* [REQUIRED ACTION]: Looking only at the lines below that contain "cancelled", give the number of them and no other text.

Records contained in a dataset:
use crate::domain::{NotificationLog, PollingHandle};
use common::domain::{BreachEvent, BreachingSet, MessageQueue, QueueMessage, ReceiveOptions};
use std::collections::BTreeSet;
use std::sync::atomic::{AtomicBool, Ordering};
use std::sync::Arc;
use std::time::Duration;
use tokio::task::JoinHandle;
use tokio::time::MissedTickBehavior;
use tokio_util::sync::CancellationToken;
use tracing::{debug, error, info, instrument, warn};

/// Counters for one fetch-and-process cycle
#[derive(Debug, Default, Clone, PartialEq, Eq)]
pub struct CycleReport {
    pub received: usize,
    pub applied: usize,
    pub duplicates: usize,
    pub unparseable: usize,
    pub deleted: usize,
    pub delete_failures: usize,
}

#[derive(Debug, Clone, PartialEq, Eq)]
pub enum CycleOutcome {
    /// A previous cycle was still outstanding
    Skipped,
    /// The fetch itself failed; nothing was processed
    Failed,
    Completed(CycleReport),
}

/// Keeps the breaching set and notification history in step with a queue of
/// breach events that may redeliver and may deliver late.
///
/// Each cycle fetches a bounded batch, applies events whose id has not been
/// seen this session, and deletes every fetched message whether or not it was
/// applied. Failures are logged and left to the next cycle.
pub struct NotificationReconciler {
    queue: Arc<dyn MessageQueue>,
    breaching_set: Arc<BreachingSet>,
    log: NotificationLog,
    receive_options: ReceiveOptions,
    cycle_in_progress: AtomicBool,
}

impl NotificationReconciler {
    pub fn new(
        queue: Arc<dyn MessageQueue>,
        breaching_set: Arc<BreachingSet>,
        receive_options: ReceiveOptions,
    ) -> Self {
        Self {
            queue,
            breaching_set,
            log: NotificationLog::new(),
            receive_options,
            cycle_in_progress: AtomicBool::new(false),
        }
    }

    pub fn is_cycle_in_progress(&self) -> bool {
        self.cycle_in_progress.load(Ordering::Acquire)
    }

    /// Run one fetch-and-process cycle, or skip it if one is already running
    #[instrument(skip(self))]
    pub async fn poll_once(&self) -> CycleOutcome {
        let Some(_guard) = CycleGuard::acquire(&self.cycle_in_progress) else {
            debug!("previous cycle still in progress, skipping");
            return CycleOutcome::Skipped;
        };

        let messages = match self.queue.receive_messages(self.receive_options).await {
            Ok(messages) => messages,
            Err(e) => {
                warn!(error = %e, "failed to receive breach notifications");
                return CycleOutcome::Failed;
            }
        };

        let mut report = CycleReport {
            received: messages.len(),
            ..Default::default()
        };

        for message in &messages {
            self.process_message(message, &mut report).await;

            match self.queue.delete_message(&message.receipt_handle).await {
                Ok(()) => report.deleted += 1,
                Err(e) => {
                    warn!(
                        error = %e,
                        receipt_handle = %message.receipt_handle,
                        "failed to delete breach notification"
                    );
                    report.delete_failures += 1;
                }
            }
        }

        if report.received > 0 {
            debug!(
                received = report.received,
                applied = report.applied,
                duplicates = report.duplicates,
                unparseable = report.unparseable,
                deleted = report.deleted,
                "processed breach notification batch"
            );
        }

        CycleOutcome::Completed(report)
    }

    async fn process_message(&self, message: &QueueMessage, report: &mut CycleReport) {
        let event = match BreachEvent::from_json(&message.body) {
            Ok(event) => event,
            Err(e) => {
                error!(
                    error = %e,
                    receipt_handle = %message.receipt_handle,
                    "discarding unparseable breach notification"
                );
                report.unparseable += 1;
                return;
            }
        };

        if !self.log.record(&event).await {
            debug!(event_id = %event.event_id, "duplicate breach notification");
            report.duplicates += 1;
            return;
        }

        self.breaching_set.apply(&event).await;
        report.applied += 1;
        info!(
            event_id = %event.event_id,
            device_id = %event.device_id,
            geofence_id = %event.geofence_id,
            event_type = event.event_type.as_str(),
            "{}",
            event
        );
    }

    /// Poll every `interval` until `ctx` is cancelled.
    ///
    /// Ticks that land while a cycle is outstanding are skipped, not queued.
    /// On cancellation the in-flight cycle is allowed to finish.
    pub async fn run(self: Arc<Self>, interval: Duration, ctx: CancellationToken) -> anyhow::Result<()> {
        ensure_poll_interval(interval)?;
        info!(interval_ms = interval.as_millis(), "starting breach notification polling");

        let mut ticker = tokio::time::interval(interval);
        ticker.set_missed_tick_behavior(MissedTickBehavior::Skip);
        let mut in_flight: Option<JoinHandle<CycleOutcome>> = None;

        loop {
            tokio::select! {
                _ = ctx.cancelled() => break,
                _ = ticker.tick() => {
                    // The spawned task may not have taken the cycle flag yet
                    let outstanding = in_flight
                        .as_ref()
                        .is_some_and(|handle| !handle.is_finished());
                    if outstanding || self.is_cycle_in_progress() {
                        debug!("previous cycle still in progress, skipping tick");
                        continue;
                    }
                    let reconciler = Arc::clone(&self);
                    in_flight = Some(tokio::spawn(async move { reconciler.poll_once().await }));
                }
            }
        }

        if let Some(handle) = in_flight {
            if let Err(e) = handle.await {
                error!(error = %e, "in-flight cycle panicked");
            }
        }

        info!("breach notification polling stopped");
        Ok(())
    }

    /// Start polling in the background. Stop it through the returned handle.
    pub fn start_polling(self: &Arc<Self>, interval: Duration) -> anyhow::Result<PollingHandle> {
        ensure_poll_interval(interval)?;
        let token = CancellationToken::new();
        let task = tokio::spawn(Arc::clone(self).run(interval, token.clone()));
        Ok(PollingHandle::new(token, task))
    }

    /// Clear notification history and seen ids. The breaching set is kept.
    pub async fn reset_session(&self) {
        self.log.reset().await;
        debug!("notification session reset");
    }

    pub async fn notifications(&self) -> Vec<BreachEvent> {
        self.log.history().await
    }

    pub async fn breaching_geofence_ids(&self) -> BTreeSet<String> {
        self.breaching_set.breaching_geofence_ids().await
    }
}

fn ensure_poll_interval(interval: Duration) -> anyhow::Result<()> {
    anyhow::ensure!(!interval.is_zero(), "poll interval must be non-zero");
    Ok(())
}

/// Holds the cycle flag for the duration of a cycle
struct CycleGuard<'a>(&'a AtomicBool);

impl<'a> CycleGuard<'a> {
    fn acquire(flag: &'a AtomicBool) -> Option<Self> {
        flag.compare_exchange(false, true, Ordering::AcqRel, Ordering::Acquire)
            .ok()
            .map(|_| CycleGuard(flag))
    }
}

impl Drop for CycleGuard<'_> {
    fn drop(&mut self) {
        self.0.store(false, Ordering::Release);
    }
}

* [THE COMPLETED TASK]: 2